南梧公司成立後,由於被告總攬經營權,並未按約定「最少每四個月,做一份開銷及財務報表呈閱各股東」,亦從未向自訴人報告公司財務狀況,八十六年元月間,被告甚至要求自訴人依股份比例增資七百萬元,自訴人認公司成立後業務並不昌盛,遂表明反對增資之意,被告聞言遂向自訴人表示:其有台中之友人有意入股,被告若欲退股,必需繕寫「棄權書」交由其代為處理股份出賣事宜,其將股份出賣後,會將一百五十萬元中之八成即一百二十萬元轉交予自訴人,自訴人不疑有他,遂於八十六年一月二十四日出具棄權書交由被告處理股份出賣情宜,惟自訴人苦等多日,至八十六年四月九日仍不見被告有代理出賣股份之情事,遂於八十六年四月九日以員林郵局第三八0號存證信函向被告表明撤銷委任出賣股份之意,詎被告明知並無股份變動之事,竟於接獲存證信函後之八十六年四月十日迅即向台灣省政府建設廳辦理股份變更登記,將自訴人之股份中十萬股移轉於被告名下,另五萬股移轉予王傳誠名下,因認被告向自訴人佯稱為出售股份予台中友人而取得自訴人之「棄權書」卻將自訴人股份登記於自己名下之行為,係犯刑法第三百三十九條第二項詐欺得利罪嫌,另認被告明知自訴人已以存證信函對其撤銷委託出賣股份之意思表示卻將不實之事項向台灣省政府建設廳辦理變登記,使公務員將不實之事項登載於公文書,上係涉犯同法第二百十四條之偽造文書罪嫌云云。

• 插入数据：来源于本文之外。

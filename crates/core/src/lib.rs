//! Core utilities for the kspshift migration tools
//!
//! This crate provides shared functionality used by the kspshift CLI and the
//! Gradle migration engine:
//!
//! - **Error handling**: structured errors with codes, context, and recovery suggestions
//! - **File scanning**: build-script discovery with filtering
//! - **Configuration**: TOML-based project configuration
//!
//! # Example
//!
//! ```rust,no_run
//! use kspshift_core::{config::Config, file_scanner::scan_gradle_scripts};
//! use std::path::Path;
//!
//! let config = Config::load(None).expect("config");
//! let scripts = scan_gradle_scripts(Path::new("."), &config.schema.scan.exclude)
//!     .expect("scan failed");
//!
//! for script in scripts {
//!     println!("{}", script.display());
//! }
//! ```

#![warn(missing_docs)]
#![warn(clippy::all)]
#![allow(clippy::module_name_repetitions)]

pub mod config;
pub mod error;
pub mod file_scanner;

pub use error::{Error, ErrorCode, Result, ResultExt};
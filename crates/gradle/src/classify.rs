//! Declaration classification
//!
//! A pure pass over one [`Descriptor`] against the rule table. Every
//! matched declaration gets exactly one action from a closed set: migrate,
//! manual-review, or conflict. Classification depends only on the
//! descriptor's content and the table, so the same input always yields the
//! same action list.

use crate::model::{Descriptor, MigrationIssue, PluginForm, Severity};
use crate::rules::{ProcessorSupport, RuleTable, ToolchainSide};
use std::collections::BTreeMap;

/// What should happen to one declaration
#[derive(Debug, Clone, Copy, PartialEq, Eq)]
pub enum ActionKind {
    /// A direct, unambiguous rewrite exists
    Migrate,
    /// A rewrite exists but needs human judgment; left untouched
    ManualReview,
    /// Mutually exclusive declarations coexist; blocks the file
    Conflict,
}

/// Which declaration an action refers to (index into the descriptor)
#[derive(Debug, Clone, Copy, PartialEq, Eq)]
pub enum TargetRef {
    Plugin(usize),
    Dependency(usize),
    Block(usize),
}

/// One classified action
#[derive(Debug, Clone, PartialEq)]
pub struct Action {
    pub target: TargetRef,
    pub kind: ActionKind,
    pub line: usize,
    pub message: String,
}

/// The ordered result of classifying one descriptor
#[derive(Debug, Clone, Default, PartialEq)]
pub struct Classification {
    /// One entry per matched declaration, in source order
    pub actions: Vec<Action>,
    /// Advisory findings attached to the actions (never blocking)
    pub notes: Vec<MigrationIssue>,
}

impl Classification {
    pub fn has_conflict(&self) -> bool {
        self.actions.iter().any(|a| a.kind == ActionKind::Conflict)
    }

    pub fn migrate_count(&self) -> usize {
        self.actions
            .iter()
            .filter(|a| a.kind == ActionKind::Migrate)
            .count()
    }
}

/// Classify every matched declaration of a descriptor
pub fn classify(desc: &Descriptor, rules: &RuleTable) -> Classification {
    let mut c = Classification::default();

    classify_plugins(desc, rules, &mut c);
    classify_dependencies(desc, rules, &mut c);
    classify_blocks(desc, rules, &mut c);

    c.actions.sort_by_key(|a| a.line);
    c.notes.sort_by(|a, b| (a.line, a.severity).cmp(&(b.line, b.severity)));

    tracing::debug!(
        path = %desc.path.display(),
        actions = c.actions.len(),
        conflicts = c.actions.iter().filter(|a| a.kind == ActionKind::Conflict).count(),
        "classified build script"
    );

    c
}

fn classify_plugins(desc: &Descriptor, rules: &RuleTable, c: &mut Classification) {
    let mut source = Vec::new();
    let mut target = Vec::new();

    for (i, p) in desc.plugins.iter().enumerate() {
        match rules.plugin_side(&p.id) {
            Some(ToolchainSide::Source) => source.push(i),
            Some(ToolchainSide::Target) => target.push(i),
            None => {}
        }
    }

    // Mixing both mechanisms in one compilation unit is invalid; raise it
    // instead of picking a side.
    if let (Some(&s), Some(&t)) = (source.first(), target.first()) {
        let sp = &desc.plugins[s];
        let tp = &desc.plugins[t];
        c.actions.push(Action {
            target: TargetRef::Plugin(s),
            kind: ActionKind::Conflict,
            line: sp.line,
            message: format!(
                "both {} (line {}) and {} (line {}) are applied; a module cannot mix both annotation-processing mechanisms",
                sp.id, sp.line, tp.id, tp.line
            ),
        });
        return;
    }

    for &i in &source {
        let p = &desc.plugins[i];
        match p.version.as_deref() {
            None => {
                c.actions.push(Action {
                    target: TargetRef::Plugin(i),
                    kind: ActionKind::Migrate,
                    line: p.line,
                    message: format!("plugin {} → {}", p.id, rules.plugins.target_id),
                });
                if p.form == PluginForm::KotlinShorthand {
                    c.notes.push(MigrationIssue {
                        severity: Severity::Info,
                        message: format!(
                            "{} has no implicit version; pin it to the release matching the project's Kotlin version",
                            rules.plugins.target_id
                        ),
                        line: p.line,
                    });
                }
            }
            Some(v) => match rules.ksp_version_for(v) {
                Some(ksp) => {
                    c.actions.push(Action {
                        target: TargetRef::Plugin(i),
                        kind: ActionKind::Migrate,
                        line: p.line,
                        message: format!(
                            "plugin {} {} → {} {}",
                            p.id, v, rules.plugins.target_id, ksp
                        ),
                    });
                }
                None => {
                    c.actions.push(Action {
                        target: TargetRef::Plugin(i),
                        kind: ActionKind::ManualReview,
                        line: p.line,
                        message: format!(
                            "no known {} release for Kotlin {}; add it to the rule table or migrate this declaration manually",
                            rules.plugins.target_id, v
                        ),
                    });
                }
            },
        }
    }
}

fn classify_dependencies(desc: &Descriptor, rules: &RuleTable, c: &mut Classification) {
    // Logical processor key → (source-side indices, target-side indices).
    // Known processors group by rule name so a renamed artifact pair still
    // collides; unknown ones group by group:artifact.
    let mut by_key: BTreeMap<String, (Vec<usize>, Vec<usize>)> = BTreeMap::new();

    for (i, d) in desc.dependencies.iter().enumerate() {
        let Some(coord) = &d.coordinate else { continue };
        let key = coord.key();
        if d.base == rules.configurations.source_base {
            let logical = rules
                .processor_for(&key)
                .map(|p| p.name.clone())
                .unwrap_or(key);
            by_key.entry(logical).or_default().0.push(i);
        } else {
            let logical = rules
                .processor_for_target(&key)
                .map(|p| p.name.clone())
                .unwrap_or(key);
            by_key.entry(logical).or_default().1.push(i);
        }
    }

    let mut conflicted: Vec<usize> = Vec::new();
    for (key, (sources, targets)) in &by_key {
        if sources.is_empty() || targets.is_empty() {
            continue;
        }
        let s = &desc.dependencies[sources[0]];
        let t = &desc.dependencies[targets[0]];
        c.actions.push(Action {
            target: TargetRef::Dependency(sources[0]),
            kind: ActionKind::Conflict,
            line: s.line,
            message: format!(
                "{} is declared under both {} (line {}) and {} (line {}); remove one before migrating",
                key, s.configuration, s.line, t.configuration, t.line
            ),
        });
        conflicted.extend(sources.iter().chain(targets.iter()));
    }

    for (i, d) in desc.dependencies.iter().enumerate() {
        if d.base != rules.configurations.source_base || conflicted.contains(&i) {
            continue;
        }

        let target_conf = rules.target_configuration(&d.qualifier);
        let Some(coord) = &d.coordinate else {
            c.actions.push(Action {
                target: TargetRef::Dependency(i),
                kind: ActionKind::Migrate,
                line: d.line,
                message: format!("dependency configuration {} → {}", d.configuration, target_conf),
            });
            continue;
        };

        match rules.processor_for(&coord.key()) {
            Some(rule) if rule.support == ProcessorSupport::Unsupported => {
                let detail = rule
                    .notes
                    .iter()
                    .find(|n| n.severity == Severity::ManualReview)
                    .map(|n| n.text.as_str())
                    .unwrap_or("no KSP processor exists for it");
                c.actions.push(Action {
                    target: TargetRef::Dependency(i),
                    kind: ActionKind::ManualReview,
                    line: d.line,
                    message: format!("{} ({}) cannot move to KSP: {}", rule.name, coord, detail),
                });
            }
            Some(rule) => {
                let message = match (&rule.support, &rule.replacement) {
                    (ProcessorSupport::Renamed, Some(replacement)) => format!(
                        "dependency configuration {} → {} and artifact {} → {}",
                        d.configuration,
                        target_conf,
                        coord.key(),
                        replacement
                    ),
                    _ => format!(
                        "dependency configuration {} → {} for {}",
                        d.configuration, target_conf, coord
                    ),
                };
                c.actions.push(Action {
                    target: TargetRef::Dependency(i),
                    kind: ActionKind::Migrate,
                    line: d.line,
                    message,
                });
                for note in &rule.notes {
                    c.notes.push(MigrationIssue {
                        severity: note.severity,
                        message: format!("{}: {}", rule.name, note.text),
                        line: d.line,
                    });
                }
            }
            None => {
                c.actions.push(Action {
                    target: TargetRef::Dependency(i),
                    kind: ActionKind::Migrate,
                    line: d.line,
                    message: format!(
                        "dependency configuration {} → {} for {}",
                        d.configuration, target_conf, coord
                    ),
                });
            }
        }
    }
}

fn classify_blocks(desc: &Descriptor, rules: &RuleTable, c: &mut Classification) {
    let has_target_block = desc
        .blocks
        .iter()
        .any(|b| b.name == rules.arguments.target_block);

    for (i, block) in desc.blocks.iter().enumerate() {
        if block.name != rules.arguments.source_block {
            continue;
        }

        if !block.settings.is_empty() {
            let names: Vec<&str> = block.settings.iter().map(|s| s.name.as_str()).collect();
            c.actions.push(Action {
                target: TargetRef::Block(i),
                kind: ActionKind::ManualReview,
                line: block.line,
                message: format!(
                    "{} block carries settings with no {} equivalent: {}",
                    block.name,
                    rules.arguments.target_block,
                    names.join(", ")
                ),
            });
            for setting in &block.settings {
                let detail = rules
                    .unsupported_setting(&setting.name)
                    .map(|s| s.note.clone())
                    .unwrap_or_else(|| {
                        format!("{} has no documented KSP equivalent", setting.name)
                    });
                c.notes.push(MigrationIssue {
                    severity: Severity::ManualReview,
                    message: format!("{}: {}", setting.name, detail),
                    line: setting.line,
                });
            }
        } else if has_target_block {
            c.actions.push(Action {
                target: TargetRef::Block(i),
                kind: ActionKind::ManualReview,
                line: block.line,
                message: format!(
                    "a {} block already exists; merge the {} arguments into it manually",
                    rules.arguments.target_block, block.name
                ),
            });
        } else {
            c.actions.push(Action {
                target: TargetRef::Block(i),
                kind: ActionKind::Migrate,
                line: block.line,
                message: format!(
                    "{} arguments block → {} block ({} arguments)",
                    block.name,
                    rules.arguments.target_block,
                    block.args.len()
                ),
            });
        }
    }
}
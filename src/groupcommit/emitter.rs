//! The downstream flush action invoked once per completed group.

use super::errors::EmitError;

/// Action run exactly once per completed group.
///
/// `key` is the parent key of a normal group, or the delayed emit key of a
/// delayed group. `values` are in slot reservation order. Runs on the thread
/// that completed the group, with no committer lock held.
pub trait Emittable<V>: Send + Sync {
    fn execute(&self, key: &str, values: Vec<V>) -> Result<(), EmitError>;
}

impl<V, F> Emittable<V> for F
where
    F: Fn(&str, Vec<V>) -> Result<(), EmitError> + Send + Sync,
{
    fn execute(&self, key: &str, values: Vec<V>) -> Result<(), EmitError> {
        self(key, values)
    }
}

#[cfg(test)]
mod tests {
    use super::*;
    use std::sync::Mutex;

    struct Recorder {
        calls: Mutex<Vec<(String, Vec<u32>)>>,
    }

    impl Emittable<u32> for Recorder {
        fn execute(&self, key: &str, values: Vec<u32>) -> Result<(), EmitError> {
            self.calls.lock().unwrap().push((key.to_string(), values));
            Ok(())
        }
    }

    #[test]
    fn test_closure_is_emittable() {
        let emitter = |key: &str, values: Vec<u32>| -> Result<(), EmitError> {
            if values.is_empty() {
                return Err(format!("empty batch for {}", key).into());
            }
            Ok(())
        };

        assert!(emitter.execute("0000", vec![1]).is_ok());
        let err = emitter.execute("0001", vec![]).unwrap_err();
        assert_eq!(err.to_string(), "empty batch for 0001");
    }

    #[test]
    fn test_struct_is_emittable_as_trait_object() {
        let recorder = Recorder { calls: Mutex::new(Vec::new()) };
        {
            let emitter: &dyn Emittable<u32> = &recorder;
            emitter.execute("0000", vec![11, 22]).unwrap();
        }
        assert_eq!(
            recorder.calls.lock().unwrap().as_slice(),
            &[("0000".to_string(), vec![11, 22])]
        );
    }
}
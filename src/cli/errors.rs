//! CLI-specific error types

use std::fmt;
use std::io;

use crate::groupcommit::GroupCommitError;

/// CLI error codes
#[derive(Debug, Clone, PartialEq, Eq)]
pub enum CliErrorCode {
    /// Configuration file error
    ConfigError,
    /// I/O error (stdout)
    IoError,
    /// The committer could not be driven
    SimulationFailed,
}

impl CliErrorCode {
    pub fn code(&self) -> &'static str {
        match self {
            Self::ConfigError => "TXCOMMIT_CLI_CONFIG_ERROR",
            Self::IoError => "TXCOMMIT_CLI_IO_ERROR",
            Self::SimulationFailed => "TXCOMMIT_CLI_SIMULATION_FAILED",
        }
    }
}

#[derive(Debug)]
pub struct CliError {
    code: CliErrorCode,
    message: String,
}

impl CliError {
    pub fn new(code: CliErrorCode, message: impl Into<String>) -> Self {
        Self {
            code,
            message: message.into(),
        }
    }

    pub fn config_error(msg: impl Into<String>) -> Self {
        Self::new(CliErrorCode::ConfigError, msg)
    }

    pub fn io_error(msg: impl Into<String>) -> Self {
        Self::new(CliErrorCode::IoError, msg)
    }

    pub fn simulation_failed(msg: impl Into<String>) -> Self {
        Self::new(CliErrorCode::SimulationFailed, msg)
    }

    pub fn code(&self) -> &CliErrorCode {
        &self.code
    }

    pub fn message(&self) -> &str {
        &self.message
    }
}

impl fmt::Display for CliError {
    fn fmt(&self, f: &mut fmt::Formatter<'_>) -> fmt::Result {
        write!(f, "{}: {}", self.code.code(), self.message)
    }
}

impl std::error::Error for CliError {}

impl From<io::Error> for CliError {
    fn from(e: io::Error) -> Self {
        Self::io_error(e.to_string())
    }
}

impl From<serde_json::Error> for CliError {
    fn from(e: serde_json::Error) -> Self {
        Self::io_error(format!("JSON error: {}", e))
    }
}

impl From<GroupCommitError> for CliError {
    fn from(e: GroupCommitError) -> Self {
        match e {
            GroupCommitError::InvalidConfig(message) => Self::config_error(message),
            other => Self::simulation_failed(other.to_string()),
        }
    }
}

/// CLI result type
pub type CliResult<T> = Result<T, CliError>;

#[cfg(test)]
mod tests {
    use super::*;

    #[test]
    fn test_display_includes_code() {
        let err = CliError::config_error("slot_capacity must be > 0");
        assert_eq!(
            err.to_string(),
            "TXCOMMIT_CLI_CONFIG_ERROR: slot_capacity must be > 0"
        );
    }

    #[test]
    fn test_group_commit_errors_map_to_codes() {
        let err: CliError = GroupCommitError::invalid_config("bad").into();
        assert_eq!(err.code(), &CliErrorCode::ConfigError);
        assert_eq!(err.message(), "bad");

        let err: CliError = GroupCommitError::Closed.into();
        assert_eq!(err.code(), &CliErrorCode::SimulationFailed);
    }
}
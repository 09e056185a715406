//! Key composition for group commit.
//!
//! A normal group is named by a parent key; each slot inside it is named by
//! the full key `<parent><separator><child>`. A delayed group is named by the
//! full key of the slot it rescued.

use std::fmt;
use std::sync::atomic::{AtomicU64, Ordering};

/// Produces and decomposes the keys a committer hands out.
///
/// Parent keys must never repeat while a group named by them is live.
pub trait KeyManipulator: Send + Sync + 'static {
    /// Caller-chosen key identifying a slot within its group.
    type ChildKey: Clone + Eq + fmt::Debug + Send + 'static;

    /// Generate a fresh, strictly increasing parent key.
    fn new_parent_key(&self) -> String;

    /// Compose a full key from its parts.
    fn full_key(&self, parent_key: &str, child_key: &Self::ChildKey) -> String;

    /// Extract the parent key from a full key.
    fn parent_key_of(&self, full_key: &str) -> Option<String>;

    /// Extract the child key from a full key.
    fn child_key_of(&self, full_key: &str) -> Option<Self::ChildKey>;

    /// Identifier passed to the emitter when a delayed group completes.
    fn emit_key_for_delayed(&self, full_key: &str) -> String {
        full_key.to_string()
    }
}

/// Counter-backed key manipulator with `String` child keys.
///
/// Parent keys are zero-padded decimal counters (`0000`, `0001`, ...). The
/// separator is split at its first occurrence, so child keys may contain it.
#[derive(Debug)]
pub struct SequentialKeyManipulator {
    counter: AtomicU64,
    width: usize,
    separator: char,
}

impl Default for SequentialKeyManipulator {
    fn default() -> Self {
        Self::new()
    }
}

impl SequentialKeyManipulator {
    pub const DEFAULT_WIDTH: usize = 4;
    pub const DEFAULT_SEPARATOR: char = ':';

    pub fn new() -> Self {
        Self::with_format(Self::DEFAULT_WIDTH, Self::DEFAULT_SEPARATOR)
    }

    /// Custom padding width and separator. The separator must not be an
    /// ASCII digit, since parent keys are made of digits.
    pub fn with_format(width: usize, separator: char) -> Self {
        debug_assert!(!separator.is_ascii_digit());
        Self {
            counter: AtomicU64::new(0),
            width,
            separator,
        }
    }

    fn split<'a>(&self, full_key: &'a str) -> Option<(&'a str, &'a str)> {
        let (parent, child) = full_key.split_once(self.separator)?;
        if parent.is_empty() || !parent.bytes().all(|b| b.is_ascii_digit()) {
            return None;
        }
        Some((parent, child))
    }
}

impl KeyManipulator for SequentialKeyManipulator {
    type ChildKey = String;

    fn new_parent_key(&self) -> String {
        let n = self.counter.fetch_add(1, Ordering::Relaxed);
        format!("{:0width$}", n, width = self.width)
    }

    fn full_key(&self, parent_key: &str, child_key: &String) -> String {
        format!("{}{}{}", parent_key, self.separator, child_key)
    }

    fn parent_key_of(&self, full_key: &str) -> Option<String> {
        self.split(full_key).map(|(parent, _)| parent.to_string())
    }

    fn child_key_of(&self, full_key: &str) -> Option<String> {
        self.split(full_key).map(|(_, child)| child.to_string())
    }
}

二、按犯罪事實應依證據認定之,無證據不得推定其犯罪事實。又不能證明被告犯罪者,即應諭知無罪之判決,刑事訴訟法第一百五十四條、第三百零一條第一項分別定有明文。
次按認定不利於被告之事實,須依積極證據,苟積極證據不足為不利被告之認定時,即應為有利於被告之認定,更不必有何有利之證據,最高法院三十年上字第八一六號判例參照。
再按刑事訴訟法上所謂認定犯罪事實之證據,係指足以認定被告確有犯罪行為之積極證據而言,如未能發現相當證據或證據不足以證明,自不能以推測或擬制之方法,以為裁判基礎,最高法院二十九年上字第三一○五號及同院四十年臺上字第八六號判例可資參照。
三、訊據被告堅決否認有上開詐欺及偽造文書之犯行,辯稱:自訴人於八十六年一月二十三日來找伊,表示南梧公司經營不善不願意受拖累,他要放棄,伊係基於自訴人之授權,即時委託會計師辦理股權變登記手續,並於八十六年元月三十一日已繳納自訴人股份轉讓所應繳證券交易之稅款,迄八十六年四月十日完成變更登記,伊收到自訴人撤銷委任出賣股份之員林郵局第三八0號存證信函時,已完成變更登記,絕無詐欺或偽造文書之犯行等語。
按本件自訴人認被告甲○○涉有偽造文書等罪嫌,無非以自訴人之指訴,及南梧公司變更登記事項卡、認股明細草稿、存證信函、公司變更登記事項卡各一份等資為依據。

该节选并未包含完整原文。